Provided data:
Content starts
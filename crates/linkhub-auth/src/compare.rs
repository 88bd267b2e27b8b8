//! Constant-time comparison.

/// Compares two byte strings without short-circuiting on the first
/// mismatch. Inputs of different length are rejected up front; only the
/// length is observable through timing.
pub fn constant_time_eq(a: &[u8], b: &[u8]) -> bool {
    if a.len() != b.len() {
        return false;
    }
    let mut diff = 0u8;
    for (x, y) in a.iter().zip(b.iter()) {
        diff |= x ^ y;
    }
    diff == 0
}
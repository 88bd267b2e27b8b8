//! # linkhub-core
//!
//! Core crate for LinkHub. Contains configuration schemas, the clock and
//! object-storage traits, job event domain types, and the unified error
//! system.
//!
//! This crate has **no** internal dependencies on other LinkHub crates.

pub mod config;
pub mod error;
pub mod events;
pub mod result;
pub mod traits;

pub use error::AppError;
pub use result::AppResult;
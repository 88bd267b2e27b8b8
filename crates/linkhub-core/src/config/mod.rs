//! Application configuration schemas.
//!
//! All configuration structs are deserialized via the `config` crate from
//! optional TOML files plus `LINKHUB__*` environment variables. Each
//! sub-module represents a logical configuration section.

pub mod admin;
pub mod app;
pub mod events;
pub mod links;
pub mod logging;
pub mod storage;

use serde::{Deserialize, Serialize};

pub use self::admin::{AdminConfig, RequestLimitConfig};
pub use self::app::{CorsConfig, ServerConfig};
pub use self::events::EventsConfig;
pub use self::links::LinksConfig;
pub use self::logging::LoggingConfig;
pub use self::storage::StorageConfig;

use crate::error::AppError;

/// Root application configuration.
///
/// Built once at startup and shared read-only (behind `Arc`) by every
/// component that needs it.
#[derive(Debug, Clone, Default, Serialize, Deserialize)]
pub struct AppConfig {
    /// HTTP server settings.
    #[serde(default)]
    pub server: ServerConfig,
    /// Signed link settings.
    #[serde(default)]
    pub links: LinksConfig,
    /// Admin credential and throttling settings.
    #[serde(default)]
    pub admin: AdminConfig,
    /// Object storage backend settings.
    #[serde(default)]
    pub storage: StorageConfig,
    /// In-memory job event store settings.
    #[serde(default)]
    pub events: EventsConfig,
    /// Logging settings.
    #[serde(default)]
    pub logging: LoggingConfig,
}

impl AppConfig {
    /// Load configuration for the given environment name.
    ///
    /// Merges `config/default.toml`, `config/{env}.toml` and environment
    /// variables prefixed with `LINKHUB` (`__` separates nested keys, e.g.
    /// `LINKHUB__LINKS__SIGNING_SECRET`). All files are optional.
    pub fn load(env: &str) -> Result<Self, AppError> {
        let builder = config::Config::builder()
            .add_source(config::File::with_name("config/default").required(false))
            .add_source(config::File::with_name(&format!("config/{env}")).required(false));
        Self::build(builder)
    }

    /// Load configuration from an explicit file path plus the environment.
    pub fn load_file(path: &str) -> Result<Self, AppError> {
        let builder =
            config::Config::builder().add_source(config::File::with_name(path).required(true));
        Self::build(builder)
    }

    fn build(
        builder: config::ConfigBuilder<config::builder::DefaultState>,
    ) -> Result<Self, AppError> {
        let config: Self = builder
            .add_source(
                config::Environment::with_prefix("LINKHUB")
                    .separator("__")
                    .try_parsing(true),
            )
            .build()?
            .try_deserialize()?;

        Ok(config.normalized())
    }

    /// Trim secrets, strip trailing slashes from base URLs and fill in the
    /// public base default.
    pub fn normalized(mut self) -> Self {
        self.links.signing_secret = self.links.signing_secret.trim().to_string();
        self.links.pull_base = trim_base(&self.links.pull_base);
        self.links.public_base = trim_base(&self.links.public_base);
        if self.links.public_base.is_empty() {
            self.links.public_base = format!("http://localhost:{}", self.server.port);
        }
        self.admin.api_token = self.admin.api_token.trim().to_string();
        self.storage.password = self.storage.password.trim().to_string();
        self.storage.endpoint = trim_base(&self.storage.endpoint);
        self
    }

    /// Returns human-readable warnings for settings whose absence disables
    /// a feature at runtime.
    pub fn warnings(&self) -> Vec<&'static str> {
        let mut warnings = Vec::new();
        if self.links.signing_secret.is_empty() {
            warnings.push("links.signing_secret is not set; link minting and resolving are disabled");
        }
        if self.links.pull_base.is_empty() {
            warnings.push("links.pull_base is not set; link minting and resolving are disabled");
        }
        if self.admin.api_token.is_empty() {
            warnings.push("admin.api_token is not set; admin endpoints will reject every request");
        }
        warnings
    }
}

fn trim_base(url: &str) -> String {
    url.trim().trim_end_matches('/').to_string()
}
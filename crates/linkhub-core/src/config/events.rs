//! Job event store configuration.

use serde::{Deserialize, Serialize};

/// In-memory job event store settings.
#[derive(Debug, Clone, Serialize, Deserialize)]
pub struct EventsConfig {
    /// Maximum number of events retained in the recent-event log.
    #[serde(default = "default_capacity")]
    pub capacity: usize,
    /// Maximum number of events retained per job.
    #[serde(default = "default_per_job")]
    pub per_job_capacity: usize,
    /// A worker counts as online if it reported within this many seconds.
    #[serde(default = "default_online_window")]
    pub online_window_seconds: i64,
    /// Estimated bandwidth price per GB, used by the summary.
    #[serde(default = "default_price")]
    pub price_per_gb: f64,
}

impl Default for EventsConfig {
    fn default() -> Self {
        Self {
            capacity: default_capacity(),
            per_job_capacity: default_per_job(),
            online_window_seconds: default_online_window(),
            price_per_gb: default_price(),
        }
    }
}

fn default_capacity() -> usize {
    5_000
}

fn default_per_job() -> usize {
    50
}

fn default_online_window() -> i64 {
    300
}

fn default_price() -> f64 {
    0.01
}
Content ends
Exercise aim: Find all lines holding the word "usize" in the records above and copy them.

Output for this exercise:
    pub capacity: usize,
    pub per_job_capacity: usize,
fn default_capacity() -> usize {
fn default_per_job() -> usize {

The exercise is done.